Ein Beispiel dafür ist die Berichterstattung im Umfeld von Wahlen: Im Netz können Online-Dossiers bisher viel umfangreicher gestaltet werden, als das in Radio und Fernsehen aus Zeitgründen möglich wäre.
Oder gerade in zeitkritischen Angeboten in sozialen Netzwerken könnten Informationen erst mit Verzögerung veröffentlicht werden, weil SR info erst auf eine Veröffentlichung im linearen Programm warten müsste. Für Eilmeldungen (Breaking News) wären künftig nur noch kurze Schlagzeilen erlaubt, ein Satz, nicht mehr.
Bei Unwettern oder Gefahrenlagen dürften also wichtige und detaillierte Informationen über die aktuelle Lage erst mit Verzögerung veröffentlicht werden – nämlich erst, wenn es dazu eine Sendung in Radio oder Fernsehen gäbe. Liveticker, wie SR info sie zum Beispiel beim Pfingsthochwasser im Saarland angeboten hat, wären nach Einschätzung des ARD-Vorsitzenden Kai Gniffke in dieser Form ausgeschlossen.
Das widerspricht sowohl dem Anspruch, schnelle, seriöse Informationen zu bieten wie auch der Erwartungshaltung unserer Nutzerinnen und Nutzer.

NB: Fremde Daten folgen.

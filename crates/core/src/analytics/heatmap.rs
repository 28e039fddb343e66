//! Per-state sales aggregation for the heatmap and dashboard header

use std::collections::{BTreeMap, HashSet};

use partnerhub_domain::{Sale, SalesTotals, StateSalesPoint};

/// Label used for sales without a state
pub const UNKNOWN_STATE: &str = "Unknown";

/// Aggregate sales per state, busiest state first
///
/// `intensity` is the state's quantity relative to the busiest state, so the
/// first point is always 1.0 unless every quantity is zero.
pub fn state_heatmap(sales: &[Sale]) -> Vec<StateSalesPoint> {
    let mut by_state: BTreeMap<String, (u64, u64)> = BTreeMap::new();
    for sale in sales {
        let entry = by_state.entry(state_label(sale)).or_default();
        entry.0 += 1;
        entry.1 += u64::from(sale.quantity);
    }

    let max_quantity = by_state.values().map(|(_, quantity)| *quantity).max().unwrap_or(0);
    let mut points: Vec<StateSalesPoint> = by_state
        .into_iter()
        .map(|(state, (sales_count, total_quantity))| StateSalesPoint {
            state,
            sales_count,
            total_quantity,
            intensity: if max_quantity == 0 {
                0.0
            } else {
                total_quantity as f64 / max_quantity as f64
            },
        })
        .collect();

    // BTreeMap order breaks ties alphabetically
    points.sort_by(|a, b| b.total_quantity.cmp(&a.total_quantity));
    points
}

pub fn sales_totals(sales: &[Sale]) -> SalesTotals {
    let mut states = HashSet::new();
    let mut partners = HashSet::new();
    let mut totals = SalesTotals::default();

    for sale in sales {
        totals.sales_count += 1;
        totals.total_quantity += u64::from(sale.quantity);
        totals.total_amount += sale.amount.unwrap_or(0.0);
        if let Some(state) = non_blank(sale.state.as_deref()) {
            states.insert(state.to_lowercase());
        }
        if let Some(partner) = non_blank(sale.organization_id.as_deref())
            .or_else(|| non_blank(sale.partner_name.as_deref()))
        {
            partners.insert(partner.to_string());
        }
    }

    totals.states_covered = states.len();
    totals.partners_covered = partners.len();
    totals
}

fn state_label(sale: &Sale) -> String {
    non_blank(sale.state.as_deref()).map_or_else(|| UNKNOWN_STATE.to_string(), title_case)
}

fn non_blank(value: Option<&str>) -> Option<&str> {
    value.map(str::trim).filter(|v| !v.is_empty())
}

/// "lagos", "LAGOS" and "Lagos" land in the same bucket
fn title_case(state: &str) -> String {
    state
        .split_whitespace()
        .map(|word| {
            let mut chars = word.chars();
            match chars.next() {
                Some(first) => {
                    first.to_uppercase().chain(chars.flat_map(char::to_lowercase)).collect()
                }
                None => String::new(),
            }
        })
        .collect::<Vec<String>>()
        .join(" ")
}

Einschränkungen im Nachrichtenangebot
Der derzeitige Entwurf des Reformstaatsvertrages würde also direkte Einschränkungen im Informationsangebot der öffentlich-rechtlichen Sender bedeuten – entgegen dem Programmauftrag, sagt SR-Chefredakteurin Armgard Müller-Adams:
Unser Publikum hat ein Recht darauf, auch in den sozialen Netzwerken und auf unseren Webseiten bestens informiert zu werden und zwar in der Form, die üblich ist auf der jeweiligen Plattform. Das ist häufig auch Text.
Wenn man uns nun verbietet, Texte zu veröffentlichen oder erst nachdem wir Videos oder Audios an anderer Stelle veröffentlicht haben, dann bekommt unser Publikum, und hier derzeit vor allem die unter 50-Jährigen, diese Informationen von uns zu spät oder nicht in der passenden Form.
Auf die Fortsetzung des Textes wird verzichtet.